Aim of the task -
Repeat exactly the opening lines of the records, ending with the line that contains "on:input=move |ev| on_search.run(event_target_value(&ev))".

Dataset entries
==*==

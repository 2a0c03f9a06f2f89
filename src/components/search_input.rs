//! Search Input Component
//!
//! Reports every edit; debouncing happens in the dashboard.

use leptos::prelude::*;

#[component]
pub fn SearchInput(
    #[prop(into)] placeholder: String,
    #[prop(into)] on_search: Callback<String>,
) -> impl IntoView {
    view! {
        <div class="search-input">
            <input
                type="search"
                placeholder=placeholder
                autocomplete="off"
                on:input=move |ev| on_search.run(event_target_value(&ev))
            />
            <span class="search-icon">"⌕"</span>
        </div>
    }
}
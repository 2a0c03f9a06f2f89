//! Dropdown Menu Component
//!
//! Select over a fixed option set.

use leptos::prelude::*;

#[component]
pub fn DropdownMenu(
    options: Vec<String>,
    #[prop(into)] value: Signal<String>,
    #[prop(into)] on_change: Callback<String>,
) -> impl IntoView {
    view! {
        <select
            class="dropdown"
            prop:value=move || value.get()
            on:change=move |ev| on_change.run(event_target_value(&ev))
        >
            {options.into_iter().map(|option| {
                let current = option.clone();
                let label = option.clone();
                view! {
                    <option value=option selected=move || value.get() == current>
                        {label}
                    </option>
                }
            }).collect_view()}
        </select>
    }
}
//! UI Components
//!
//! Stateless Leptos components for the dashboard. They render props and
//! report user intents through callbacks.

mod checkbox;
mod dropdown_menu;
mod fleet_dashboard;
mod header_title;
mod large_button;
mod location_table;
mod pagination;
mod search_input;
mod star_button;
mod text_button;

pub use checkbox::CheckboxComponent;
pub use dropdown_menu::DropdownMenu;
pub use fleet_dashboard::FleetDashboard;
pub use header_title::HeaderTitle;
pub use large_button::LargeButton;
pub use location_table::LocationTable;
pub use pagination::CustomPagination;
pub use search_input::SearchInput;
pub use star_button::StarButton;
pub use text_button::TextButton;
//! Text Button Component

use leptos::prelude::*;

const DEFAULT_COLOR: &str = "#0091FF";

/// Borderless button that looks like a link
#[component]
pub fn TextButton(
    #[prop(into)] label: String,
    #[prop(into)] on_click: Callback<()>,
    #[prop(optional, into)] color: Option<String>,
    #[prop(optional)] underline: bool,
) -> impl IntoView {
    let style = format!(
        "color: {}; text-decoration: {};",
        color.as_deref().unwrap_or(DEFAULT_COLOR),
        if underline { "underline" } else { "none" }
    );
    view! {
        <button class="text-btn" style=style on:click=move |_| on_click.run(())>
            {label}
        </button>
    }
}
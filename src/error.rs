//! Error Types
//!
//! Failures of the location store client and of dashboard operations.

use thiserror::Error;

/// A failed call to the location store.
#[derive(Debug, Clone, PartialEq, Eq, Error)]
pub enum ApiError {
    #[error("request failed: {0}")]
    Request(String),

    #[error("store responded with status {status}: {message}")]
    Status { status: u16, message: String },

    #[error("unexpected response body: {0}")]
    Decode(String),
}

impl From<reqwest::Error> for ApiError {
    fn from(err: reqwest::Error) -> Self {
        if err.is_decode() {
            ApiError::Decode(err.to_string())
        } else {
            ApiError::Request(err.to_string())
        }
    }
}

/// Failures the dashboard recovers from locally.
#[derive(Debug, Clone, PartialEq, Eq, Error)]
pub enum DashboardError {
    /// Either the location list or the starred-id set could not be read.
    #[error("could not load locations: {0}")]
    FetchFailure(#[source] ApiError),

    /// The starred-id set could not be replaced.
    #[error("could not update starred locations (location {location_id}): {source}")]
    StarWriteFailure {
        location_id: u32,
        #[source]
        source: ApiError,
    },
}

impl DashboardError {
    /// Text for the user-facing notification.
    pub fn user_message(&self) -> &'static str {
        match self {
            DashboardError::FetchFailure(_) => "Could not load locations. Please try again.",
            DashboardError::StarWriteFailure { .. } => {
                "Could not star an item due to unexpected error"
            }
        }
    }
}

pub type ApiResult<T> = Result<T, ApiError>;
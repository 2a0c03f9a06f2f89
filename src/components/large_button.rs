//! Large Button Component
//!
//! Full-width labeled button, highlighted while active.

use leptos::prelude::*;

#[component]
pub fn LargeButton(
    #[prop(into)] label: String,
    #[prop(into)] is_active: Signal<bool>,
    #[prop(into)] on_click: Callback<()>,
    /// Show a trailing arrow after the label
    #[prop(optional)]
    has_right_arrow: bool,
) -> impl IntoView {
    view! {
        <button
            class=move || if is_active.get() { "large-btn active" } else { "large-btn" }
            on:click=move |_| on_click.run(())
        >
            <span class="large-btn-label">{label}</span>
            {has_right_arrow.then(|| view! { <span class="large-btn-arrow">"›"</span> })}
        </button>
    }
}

==*==

Solution for this problem -
repository 2a0c03f9a06f2f89
filename src/components/search_input.rs
//! Search Input Component
//!
//! Reports every edit; debouncing happens in the dashboard.

use leptos::prelude::*;

#[component]
pub fn SearchInput(
    #[prop(into)] placeholder: String,
    #[prop(into)] on_search: Callback<String>,
) -> impl IntoView {
    view! {
        <div class="search-input">
            <input
                type="search"
                placeholder=placeholder
                autocomplete="off"
                on:input=move |ev| on_search.run(event_target_value(&ev))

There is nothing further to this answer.